[Stored records]

※

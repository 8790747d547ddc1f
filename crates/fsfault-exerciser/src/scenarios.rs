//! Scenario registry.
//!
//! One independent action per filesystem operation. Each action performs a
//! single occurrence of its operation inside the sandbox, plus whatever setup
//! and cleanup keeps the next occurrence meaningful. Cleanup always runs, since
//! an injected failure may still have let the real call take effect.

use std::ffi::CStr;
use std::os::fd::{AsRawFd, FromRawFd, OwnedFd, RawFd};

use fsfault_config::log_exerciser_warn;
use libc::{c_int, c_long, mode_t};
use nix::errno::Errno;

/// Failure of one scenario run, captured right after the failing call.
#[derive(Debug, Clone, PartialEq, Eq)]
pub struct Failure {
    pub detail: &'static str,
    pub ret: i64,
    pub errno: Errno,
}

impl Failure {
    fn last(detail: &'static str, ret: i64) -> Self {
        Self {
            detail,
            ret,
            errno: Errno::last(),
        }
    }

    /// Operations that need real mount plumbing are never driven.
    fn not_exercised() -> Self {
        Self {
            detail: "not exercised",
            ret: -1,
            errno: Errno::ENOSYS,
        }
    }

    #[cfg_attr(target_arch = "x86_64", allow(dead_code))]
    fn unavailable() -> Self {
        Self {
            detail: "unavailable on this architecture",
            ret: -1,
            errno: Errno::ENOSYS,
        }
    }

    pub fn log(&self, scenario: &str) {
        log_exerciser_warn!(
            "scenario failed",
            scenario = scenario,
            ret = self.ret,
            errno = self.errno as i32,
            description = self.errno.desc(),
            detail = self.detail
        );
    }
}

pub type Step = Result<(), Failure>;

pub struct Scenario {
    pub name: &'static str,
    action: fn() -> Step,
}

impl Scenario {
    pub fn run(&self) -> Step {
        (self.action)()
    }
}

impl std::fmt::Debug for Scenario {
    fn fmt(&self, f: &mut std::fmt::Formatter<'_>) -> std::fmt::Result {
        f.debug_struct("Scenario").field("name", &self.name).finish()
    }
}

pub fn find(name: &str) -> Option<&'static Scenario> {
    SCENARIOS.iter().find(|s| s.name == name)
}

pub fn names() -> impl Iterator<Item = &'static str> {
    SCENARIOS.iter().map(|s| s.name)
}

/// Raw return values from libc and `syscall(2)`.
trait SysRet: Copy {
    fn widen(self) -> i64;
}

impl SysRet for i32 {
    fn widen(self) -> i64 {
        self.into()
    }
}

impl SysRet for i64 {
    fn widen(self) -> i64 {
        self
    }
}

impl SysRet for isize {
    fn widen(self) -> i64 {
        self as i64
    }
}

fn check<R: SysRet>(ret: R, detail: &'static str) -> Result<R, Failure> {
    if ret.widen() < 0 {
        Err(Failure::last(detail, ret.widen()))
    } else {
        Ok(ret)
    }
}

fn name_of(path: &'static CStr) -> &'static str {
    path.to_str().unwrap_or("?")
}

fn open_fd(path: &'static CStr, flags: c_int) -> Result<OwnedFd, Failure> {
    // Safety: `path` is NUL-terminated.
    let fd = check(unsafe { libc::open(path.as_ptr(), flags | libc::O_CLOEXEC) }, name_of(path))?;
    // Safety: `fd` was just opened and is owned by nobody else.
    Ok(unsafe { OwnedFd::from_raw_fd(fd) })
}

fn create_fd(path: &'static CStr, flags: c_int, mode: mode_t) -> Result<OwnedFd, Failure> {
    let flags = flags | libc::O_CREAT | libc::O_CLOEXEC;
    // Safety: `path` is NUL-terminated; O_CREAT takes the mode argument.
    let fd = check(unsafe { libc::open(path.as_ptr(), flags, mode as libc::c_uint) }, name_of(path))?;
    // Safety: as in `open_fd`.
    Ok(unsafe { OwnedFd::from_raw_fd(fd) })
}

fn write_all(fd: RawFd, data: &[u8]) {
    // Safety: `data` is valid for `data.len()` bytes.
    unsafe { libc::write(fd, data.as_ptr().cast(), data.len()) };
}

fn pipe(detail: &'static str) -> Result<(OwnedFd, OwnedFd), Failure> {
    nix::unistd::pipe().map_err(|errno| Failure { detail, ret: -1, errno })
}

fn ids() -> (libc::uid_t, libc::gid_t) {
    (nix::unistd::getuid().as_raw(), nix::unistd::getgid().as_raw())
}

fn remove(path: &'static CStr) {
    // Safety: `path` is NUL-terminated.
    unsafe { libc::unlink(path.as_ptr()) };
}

※

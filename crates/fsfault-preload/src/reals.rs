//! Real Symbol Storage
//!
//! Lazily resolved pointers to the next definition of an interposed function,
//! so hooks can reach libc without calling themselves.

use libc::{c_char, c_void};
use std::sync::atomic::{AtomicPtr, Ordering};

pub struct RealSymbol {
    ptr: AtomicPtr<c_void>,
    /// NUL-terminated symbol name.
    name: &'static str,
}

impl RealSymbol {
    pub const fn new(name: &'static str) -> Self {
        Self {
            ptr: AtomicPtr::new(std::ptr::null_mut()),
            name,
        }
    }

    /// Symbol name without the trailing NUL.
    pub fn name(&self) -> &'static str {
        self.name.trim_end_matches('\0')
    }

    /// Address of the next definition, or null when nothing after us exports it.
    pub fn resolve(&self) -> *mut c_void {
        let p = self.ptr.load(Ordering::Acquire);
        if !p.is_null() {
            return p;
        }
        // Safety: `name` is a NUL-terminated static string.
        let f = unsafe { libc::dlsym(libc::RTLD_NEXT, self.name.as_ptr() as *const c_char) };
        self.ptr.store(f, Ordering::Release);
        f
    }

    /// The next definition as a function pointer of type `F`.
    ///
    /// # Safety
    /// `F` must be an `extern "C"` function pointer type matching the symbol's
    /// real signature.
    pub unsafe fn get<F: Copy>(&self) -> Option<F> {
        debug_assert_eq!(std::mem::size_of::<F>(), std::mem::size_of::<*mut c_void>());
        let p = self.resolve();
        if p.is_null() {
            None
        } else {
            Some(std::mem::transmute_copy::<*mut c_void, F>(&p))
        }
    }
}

※

(Goal of the exercise):
Which lines above hold the string "unsafe"? Please copy all of them.

(Solution for this exercise):
    let fd = check(unsafe { libc::open(path.as_ptr(), flags | libc::O_CLOEXEC) }, name_of(path))?;
    Ok(unsafe { OwnedFd::from_raw_fd(fd) })
    let fd = check(unsafe { libc::open(path.as_ptr(), flags, mode as libc::c_uint) }, name_of(path))?;
    Ok(unsafe { OwnedFd::from_raw_fd(fd) })
    unsafe { libc::write(fd, data.as_ptr().cast(), data.len()) };
    unsafe { libc::unlink(path.as_ptr()) };
        let f = unsafe { libc::dlsym(libc::RTLD_NEXT, self.name.as_ptr() as *const c_char) };
    pub unsafe fn get<F: Copy>(&self) -> Option<F> {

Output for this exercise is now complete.